Publish SharePoint Add-ins

You've finished developing your SharePoint Add-in—the final step is to make it available to your users. You can do this by publishing the add-in to one of the following:

  • AppSource - Publish your add-in to AppSource to make it publically available, so that it can be acquired by users of any SharePoint deployment.
  • An internal organization add-in catalog - Publish your add-in to an internal organization add-in catalog, hosted on your SharePoint deployment, to make it available to users who access that SharePoint deployment.

For information about how to package your add-in for publication by using Visual Studio 2012, see Publish SharePoint Add-ins by using Visual Studio.

Publishing to AppSource

To publish an add-in to AppSource, you must first open a developer account.

When you upload an add-in to AppSource for publication, Microsoft performs a validation check. For example, it checks that the add-in is free of viruses and that the add-in manifest markup is valid and complete, and verifies that any SharePoint solution packages (.wsp files) that you included in the add-in do not contain elements that aren't allowed, or SharePoint features with a scope that is broader than web. The package is also inspected for objectionable content. If the add-in package passes validation, it's wrapped into a file and signed by Microsoft.


Pricing model management is not supported for Office marketplace products. Existing paid products that migrated from Seller Dashboard will need to move to a SaaS model or be made free by July 2020. For details, see Moving from paid to free add-ins. You can monetize your add-in through the Microsoft Commercial Marketplace; for details, see Monetize your add-in.

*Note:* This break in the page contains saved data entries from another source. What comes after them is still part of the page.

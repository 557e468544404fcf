//! Kafka subscription to the Debezium topics of the `users` and `orders` tables.

use std::time::Duration;

use log::{debug, error, info, warn};
use rdkafka::config::ClientConfig;
use rdkafka::consumer::{BaseConsumer, Consumer};
use rdkafka::message::Message;

use crate::cdc::{self, Entity};
use crate::error::ProbeError;

pub const DEFAULT_BOOTSTRAP_SERVERS: &str = "localhost:9092";
pub const DEFAULT_GROUP_ID: &str = "synth-probe";
pub const DEFAULT_AUTO_OFFSET_RESET: &str = "earliest";
pub const DEFAULT_USERS_TOPIC: &str = "postgres.public.users";
pub const DEFAULT_ORDERS_TOPIC: &str = "postgres.public.orders";

const POLL_TIMEOUT: Duration = Duration::from_millis(500);

#[derive(Debug, Clone, PartialEq, Eq)]
pub struct ConsumerSettings {
    pub bootstrap_servers: String,
    pub group_id: String,
    /// `earliest`, `latest` or `error`, passed through as `auto.offset.reset`
    pub auto_offset_reset: String,
    pub users_topic: String,
    pub orders_topic: String,
}

impl Default for ConsumerSettings {
    fn default() -> Self {
        ConsumerSettings {
            bootstrap_servers: DEFAULT_BOOTSTRAP_SERVERS.to_string(),
            group_id: DEFAULT_GROUP_ID.to_string(),
            auto_offset_reset: DEFAULT_AUTO_OFFSET_RESET.to_string(),
            users_topic: DEFAULT_USERS_TOPIC.to_string(),
            orders_topic: DEFAULT_ORDERS_TOPIC.to_string(),
        }
    }
}

impl ConsumerSettings {
    #[must_use]
    pub fn client_config(&self) -> ClientConfig {
        let mut config = ClientConfig::new();
        config
            .set("bootstrap.servers", &self.bootstrap_servers)
            .set("group.id", &self.group_id)
            .set("auto.offset.reset", &self.auto_offset_reset);
        config
    }

    #[must_use]
    pub fn topics(&self) -> [&str; 2] {
        [self.users_topic.as_str(), self.orders_topic.as_str()]
    }

    #[must_use]
    pub fn entity_for_topic(&self, topic: &str) -> Option<Entity> {
        if topic == self.users_topic {
            Some(Entity::Users)
        } else if topic == self.orders_topic {
            Some(Entity::Orders)
        } else {
            None
        }
    }

    /// Hands one message to the decoder of the table its topic belongs to. Returns the
    /// entity it was routed to; tombstones and messages on unknown topics are skipped.
    pub fn route(&self, topic: &str, payload: Option<&str>) -> Option<Entity> {
        let entity = match self.entity_for_topic(topic) {
            Some(entity) => entity,
            None => {
                warn!("Message on unexpected topic {}", topic);
                return None;
            }
        };
        match payload {
            Some(payload) => {
                cdc::process(entity, payload);
                Some(entity)
            }
            None => {
                debug!("Tombstone on {}", topic);
                None
            }
        }
    }
}

/// Subscribes to both topics and logs every change event until `limit` messages have been
/// routed, or forever when there is no limit.
///
/// # Errors
/// Errors when the consumer cannot be created or subscribed. Errors while polling are
/// logged and polling continues.
pub fn consume(settings: &ConsumerSettings, limit: Option<usize>) -> Result<(), ProbeError> {
    let consumer: BaseConsumer = settings.client_config().create()?;
    consumer.subscribe(&settings.topics())?;
    info!(
        "Subscribed to {} and {} as group {}",
        settings.users_topic, settings.orders_topic, settings.group_id
    );

    let mut routed = 0;
    while limit.map_or(true, |limit| routed < limit) {
        match consumer.poll(POLL_TIMEOUT) {
            None => {}
            Some(Err(e)) => warn!("Kafka error: {}", e),
            Some(Ok(message)) => match message.payload_view::<str>() {
                Some(Err(e)) => error!("Message on {} is not UTF-8: {}", message.topic(), e),
                payload => {
                    let payload = payload.and_then(Result::ok);
                    if settings.route(message.topic(), payload).is_some() {
                        routed += 1;
                    }
                }
            },
        }
    }
    Ok(())
}

#[cfg(test)]
mod tests {
    use super::*;

    fn settings() -> ConsumerSettings {
        ConsumerSettings {
            users_topic: "cdc.public.users".to_string(),
            orders_topic: "cdc.public.orders".to_string(),
            ..ConsumerSettings::default()
        }
    }

    #[test]
    fn test_entity_for_topic() {
        let settings = settings();
        assert_eq!(
            settings.entity_for_topic("cdc.public.users"),
            Some(Entity::Users)
        );
        assert_eq!(
            settings.entity_for_topic("cdc.public.orders"),
            Some(Entity::Orders)
        );
        assert_eq!(settings.entity_for_topic("cdc.public.products"), None);
        assert_eq!(settings.topics(), ["cdc.public.users", "cdc.public.orders"]);
    }

    #[test]
    fn test_route() {
        let settings = settings();
        let order = r#"{"payload": {"after": {"id": 1, "user_id": 2, "quantity": 3}}}"#;
        assert_eq!(
            settings.route("cdc.public.orders", Some(order)),
            Some(Entity::Orders)
        );
        assert_eq!(
            settings.route("cdc.public.users", Some("not json")),
            Some(Entity::Users)
        );
        assert_eq!(settings.route("cdc.public.users", None), None);
        assert_eq!(settings.route("elsewhere", Some(order)), None);
    }

    #[test]
    fn test_client_config() {
        let config = ConsumerSettings {
            bootstrap_servers: "kafka-1:9092,kafka-2:9092".to_string(),
            auto_offset_reset: "latest".to_string(),
            ..ConsumerSettings::default()
        }
        .client_config();
        assert_eq!(
            config.get("bootstrap.servers"),
            Some("kafka-1:9092,kafka-2:9092")
        );
        assert_eq!(config.get("group.id"), Some(DEFAULT_GROUP_ID));
        assert_eq!(config.get("auto.offset.reset"), Some("latest"));
    }
}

Publishing to an add-in catalog

If you're creating SharePoint Add-ins for your own company's use or a specific corporate client, instead of the general public, you'll likely want to publish your add-in to an internal add-in catalog hosted on SharePoint. A private add-in catalog is a dedicated site collection in a SharePoint web application (or a SharePoint Online tenancy) that hosts document libraries for SharePoint Add-ins and Office Add-ins. Putting the catalog into its own site collection makes it easier for the web application administrator or tenant administrator to limit permissions to the catalog.

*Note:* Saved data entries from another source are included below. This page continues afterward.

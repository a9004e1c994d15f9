//! No-show tracking: per-member absence counts with a one-time staff escalation.

use chrono::Utc;

use crate::{
    config::Config,
    error::workflow::WorkflowError,
    model::{
        invoker::Invoker,
        no_show::{NoShowData, NoShowEntry},
        notification::{color, Destination, Embed, Notification},
    },
    service::{auth::authorize, notify::Notifier, store::RecordStore},
};

/// A reported absence as submitted by staff.
#[derive(Debug, Clone)]
pub struct NoShowReport {
    pub member_id: u64,
    pub operation_name: Option<String>,
    /// Organizer of the operation (the Zeus).
    pub organizer: Option<String>,
}

/// What happened after a no-show was recorded.
#[derive(Debug, Clone, Copy, PartialEq, Eq)]
pub struct NoShowOutcome {
    /// Member's total after this report.
    pub count: u32,
    /// The member was told by direct message.
    pub member_notified: bool,
    /// This report reached the threshold and staff were escalated to.
    pub escalated: bool,
}

/// One leaderboard row.
#[derive(Debug, Clone, PartialEq, Eq)]
pub struct NoShowStanding {
    pub member_id: u64,
    pub count: u32,
    pub records: Vec<NoShowEntry>,
}

pub struct NoShowService<'a> {
    config: &'a Config,
    store: &'a RecordStore,
    notifier: &'a dyn Notifier,
}

impl<'a> NoShowService<'a> {
    pub fn new(config: &'a Config, store: &'a RecordStore, notifier: &'a dyn Notifier) -> Self {
        Self {
            config,
            store,
            notifier,
        }
    }

    /// Records a no-show and notifies the member and staff.
    ///
    /// The record is persisted before any notification goes out. The member's DM and
    /// the staff alert are both best-effort; their failure is logged and does not undo
    /// the record. The escalation tagging the staff role fires only on the report that
    /// brings the count to the threshold, not on later ones.
    ///
    /// # Arguments
    /// - `reporter` - Staff, curator, or advisor filing the report
    /// - `report` - Absent member and operation details
    ///
    /// # Returns
    /// - `Ok(NoShowOutcome)` - New count and which notifications went out
    /// - `Err(WorkflowError::Unauthorized)` - Reporter lacks every permitted role
    /// - `Err(WorkflowError::StorageUnavailable)` - Record could not be stored
    pub async fn report_no_show(
        &self,
        reporter: &Invoker,
        report: NoShowReport,
    ) -> Result<NoShowOutcome, WorkflowError> {
        let roles = &self.config.roles;
        authorize(reporter, &[roles.unit_staff, roles.curator, roles.advisor])?;

        let operation_name = non_blank(report.operation_name);
        let organizer = non_blank(report.organizer);

        let mut data = self.store.lock::<NoShowData>().await?;
        let count = data.record_mut(report.member_id).push(NoShowEntry {
            operation_name: operation_name.clone(),
            date: Utc::now(),
            organizer: organizer.clone(),
            reporter_id: Some(reporter.user_id),
        });
        data.commit().await?;

        tracing::info!(
            "No-show recorded for {} by {} ({}), count now {}",
            report.member_id,
            reporter.display_name,
            reporter.user_id,
            count
        );

        let operation = operation_name.as_deref().unwrap_or("Unspecified operation");
        let organizer = organizer.as_deref().unwrap_or("Unknown");
        let member = format!("<@{}>", report.member_id);

        let dm = Embed::new("No-Show Report", color::RED)
            .description(format!(
                "You have been marked as a no-show for the operation **{}** organized by \
                 **{}**. Staff has been notified.",
                operation, organizer
            ))
            .footer("Please ensure you attend scheduled operations to avoid further actions.");
        let member_notified = match self
            .notifier
            .direct(report.member_id, Notification::embed(dm))
            .await
        {
            Ok(()) => true,
            Err(e) => {
                tracing::warn!("Could not DM no-show notice to {}: {}", report.member_id, e);
                false
            }
        };

        let summary = Embed::new("No-Show Report", color::ORANGE)
            .description(format!("{} has been reported as a no-show.", member))
            .field("Operation Name", operation)
            .field("Zeus", organizer)
            .field("Reported By", reporter.mention())
            .field("No-Show Count", count.to_string())
            .footer("Staff may take further action as necessary.");
        if let Err(e) = self
            .notifier
            .send(Destination::StaffAlert, Notification::embed(summary))
            .await
        {
            tracing::warn!("Failed to alert staff about no-show of {}: {}", report.member_id, e);
        }

        let escalated = count == self.config.thresholds.no_show;
        if escalated {
            let alert = Embed::new("Repeated No-Show Alert", color::RED)
                .description(format!(
                    "{} has missed **{} scheduled operations**. This requires immediate attention.",
                    member, count
                ))
                .footer("Please take the necessary actions to address this.");
            let notification =
                Notification::embed(alert).with_content(format!("<@&{}>", roles.unit_staff));

            if let Err(e) = self
                .notifier
                .send(Destination::StaffAlert, notification)
                .await
            {
                tracing::error!(
                    "Failed to escalate repeated no-shows of {}: {}",
                    report.member_id,
                    e
                );
            }
        }

        Ok(NoShowOutcome {
            count,
            member_notified,
            escalated,
        })
    }

    /// Members with the most no-shows, highest first.
    ///
    /// Ties are ordered by ascending member ID.
    ///
    /// # Arguments
    /// - `invoker` - Staff, curator, Zeus, or Zeus in Training
    /// - `limit` - Maximum number of rows
    ///
    /// # Returns
    /// - `Ok(Vec<NoShowStanding>)` - Rows, empty when nobody has a no-show
    /// - `Err(WorkflowError::Unauthorized)` - Invoker lacks every permitted role
    /// - `Err(WorkflowError::StorageUnavailable)` - Collection could not be read
    pub async fn leaderboard(
        &self,
        invoker: &Invoker,
        limit: usize,
    ) -> Result<Vec<NoShowStanding>, WorkflowError> {
        let roles = &self.config.roles;
        authorize(
            invoker,
            &[
                roles.unit_staff,
                roles.curator,
                roles.zeus,
                roles.zeus_in_training,
            ],
        )?;

        let data = self.store.load::<NoShowData>().await?;

        Ok(data
            .leaderboard()
            .into_iter()
            .take(limit)
            .map(|(member_id, record)| NoShowStanding {
                member_id,
                count: record.count(),
                records: record.records().to_vec(),
            })
            .collect())
    }
}

fn non_blank(value: Option<String>) -> Option<String> {
    value
        .map(|v| v.trim().to_string())
        .filter(|v| !v.is_empty())
}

Uploading a SharePoint Add-in to a corporate add-in catalog is as easy as uploading any file to a SharePoint document library. You fill out a pop-up form in which you supply the local URL of the add-in package and other information, such as the name of the add-in. When you upload the add-in to an add-in catalog, there are similar checks, and add-ins that do not pass are marked as invalid or disabled in the catalog.

Deciding where to publish your SharePoint Add-in

The following table offers a comparison of publishing to AppSource or to an add-in catalog, and lists issues to consider when deciding where to publish your add-in. We recommend you decide where you plan to publish your add-in before you design and develop it; in some cases, such as licensing, where you publish your add-in will affect the design and development of your add-in.

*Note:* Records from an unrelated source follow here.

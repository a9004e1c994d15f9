//! `SeaORM` Entity definitions.

pub mod prelude;

pub mod document;
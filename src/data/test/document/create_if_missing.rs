use super::*;

/// Tests initializing a collection that has no row yet.
///
/// Expected: row created with the given body
#[tokio::test]
async fn creates_missing_document() -> Result<(), DbErr> {
    let test = TestBuilder::new().with_document_table().build().await.unwrap();
    let db = test.db.as_ref().unwrap();

    let repo = DocumentRepository::new(db);
    repo.create_if_missing("performance_bonus", 1, "{}".to_string())
        .await?;

    let stored = repo.find("performance_bonus").await?;
    assert_eq!(stored.map(|d| d.body), Some("{}".to_string()));

    Ok(())
}

/// Tests that initialization never overwrites stored data.
///
/// Expected: the original body survives
#[tokio::test]
async fn keeps_existing_document() -> Result<(), DbErr> {
    let test = TestBuilder::new().with_document_table().build().await.unwrap();
    let db = test.db.as_ref().unwrap();

    create_document(db, "incident_reports", r#"[{"report_id":3}]"#).await?;

    let repo = DocumentRepository::new(db);
    repo.create_if_missing("incident_reports", 1, "[]".to_string())
        .await?;

    let stored = repo.find("incident_reports").await?.unwrap();
    assert_eq!(stored.body, r#"[{"report_id":3}]"#);
    assert_eq!(entity::prelude::Document::find().count(db).await?, 1);

    Ok(())
}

Table 1. Considerations for where to publish your add-in

AppSource Add-in Catalog
Add-in is publicly available. Add-in is available to users with access to this SharePoint deployment.
Licensing framework is available. Licensing framework is not available for use.
Add-in package is verified by Microsoft for technical and content adherence to policies. Add-in package verification is performed by SharePoint when add-in is uploaded.
You must be signed up with Partner Center to upload add-ins. No registration with Microsoft is required.